▶ _TRY IT_
Copy every entry exactly.

▶ _EXTRACTED DATA_
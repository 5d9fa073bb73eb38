use anyhow::Result;
use clap::Parser;
use std::sync::Arc;
use std::time::Duration;
use tracing::info;

use dolphia_live::api::HttpApi;
use dolphia_live::config::Config;
use dolphia_live::notify::{LogNotifier, NotificationPermission};
use dolphia_live::stores::{LiveMatchesStore, MatchDetailStore};

#[tokio::main]
async fn main() -> Result<()> {
    // Initialise tracing / logging
    tracing_subscriber::fmt()
        .with_env_filter(
            tracing_subscriber::EnvFilter::try_from_default_env()
                .unwrap_or_else(|_| tracing_subscriber::EnvFilter::new("info")),
        )
        .init();

    let config = Config::parse();
    config.validate()?;

    let api = Arc::new(HttpApi::new(&config.api_base_url, config.api_token.clone()));
    info!("Watching live scores at {}", config.api_base_url);

    // The headless watcher always "grants" itself permission; goal
    // notifications surface as log lines.
    let notifier = Arc::new(LogNotifier::new(NotificationPermission::Granted));

    let live = LiveMatchesStore::new(api.clone(), notifier);
    live.start_matches_polling(Duration::from_secs(config.matches_poll_secs));

    let detail = config.match_id.map(|match_id| {
        info!("Following match {} in detail mode", match_id);
        let store = MatchDetailStore::new(api.clone());
        store.start_polling(match_id, Duration::from_secs(config.events_poll_secs));
        store
    });

    tokio::signal::ctrl_c().await?;
    info!("Shutting down");

    live.cleanup();
    if let Some(detail) = detail {
        detail.cleanup().await;
    }

    Ok(())
}
use async_trait::async_trait;
use serde_json::Value;

use crate::api::client::ApiError;
use crate::models::{LiveMatch, MatchEvent};

/// Trait over the remote live-score API.
///
/// The stores and the push manager depend on this seam instead of a concrete
/// HTTP client so tests can swap in scripted implementations.
#[async_trait]
pub trait LiveApi: Send + Sync {
    /// `GET /Live` — snapshot of all current matches.
    async fn fetch_live_matches(&self) -> Result<Vec<LiveMatch>, ApiError>;

    /// `GET /Leagues/{league_id}/Matches/{match_id}/Events` — full event
    /// timeline for one match.
    async fn fetch_match_events(
        &self,
        league_id: i64,
        match_id: i64,
    ) -> Result<Vec<MatchEvent>, ApiError>;

    /// `POST /User/SetPushSubscription` — register a newly created push
    /// subscription (its platform JSON form) with the server.
    async fn set_push_subscription(&self, subscription: &Value) -> Result<(), ApiError>;
}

▶ _WRITTEN SOLUTION_
repository 5d9fa073bb73eb38
use anyhow::Result;
use clap::Parser;
use std::sync::Arc;
use std::time::Duration;
use tracing::info;

use dolphia_live::api::HttpApi;
use dolphia_live::config::Config;
use dolphia_live::notify::{LogNotifier, NotificationPermission};
use dolphia_live::stores::{LiveMatchesStore, MatchDetailStore};

#[tokio::main]
async fn main() -> Result<()> {
    // Initialise tracing / logging
    tracing_subscriber::fmt()
        .with_env_filter(
            tracing_subscriber::EnvFilter::try_from_default_env()
                .unwrap_or_else(|_| tracing_subscriber::EnvFilter::new("info")),
        )
        .init();

    let config = Config::parse();
    config.validate()?;

    let api = Arc::new(HttpApi::new(&config.api_base_url, config.api_token.clone()));
    info!("Watching live scores at {}", config.api_base_url);

    // The headless watcher always "grants" itself permission; goal
    // notifications surface as log lines.
    let notifier = Arc::new(LogNotifier::new(NotificationPermission::Granted));

    let live = LiveMatchesStore::new(api.clone(), notifier);
    live.start_matches_polling(Duration::from_secs(config.matches_poll_secs));

    let detail = config.match_id.map(|match_id| {
        info!("Following match {} in detail mode", match_id);
        let store = MatchDetailStore::new(api.clone());
        store.start_polling(match_id, Duration::from_secs(config.events_poll_secs));
        store
    });

    tokio::signal::ctrl_c().await?;
    info!("Shutting down");

    live.cleanup();
    if let Some(detail) = detail {
        detail.cleanup().await;
    }

    Ok(())
}
use async_trait::async_trait;
use serde_json::Value;

use crate::api::client::ApiError;
use crate::models::{LiveMatch, MatchEvent};

/// Trait over the remote live-score API.
///
/// The stores and the push manager depend on this seam instead of a concrete
/// HTTP client so tests can swap in scripted implementations.
#[async_trait]
pub trait LiveApi: Send + Sync {
    /// `GET /Live` — snapshot of all current matches.
    async fn fetch_live_matches(&self) -> Result<Vec<LiveMatch>, ApiError>;

    /// `GET /Leagues/{league_id}/Matches/{match_id}/Events` — full event
    /// timeline for one match.
    async fn fetch_match_events(
        &self,
        league_id: i64,
        match_id: i64,
    ) -> Result<Vec<MatchEvent>, ApiError>;

    /// `POST /User/SetPushSubscription` — register a newly created push
    /// subscription (its platform JSON form) with the server.
    async fn set_push_subscription(&self, subscription: &Value) -> Result<(), ApiError>;
}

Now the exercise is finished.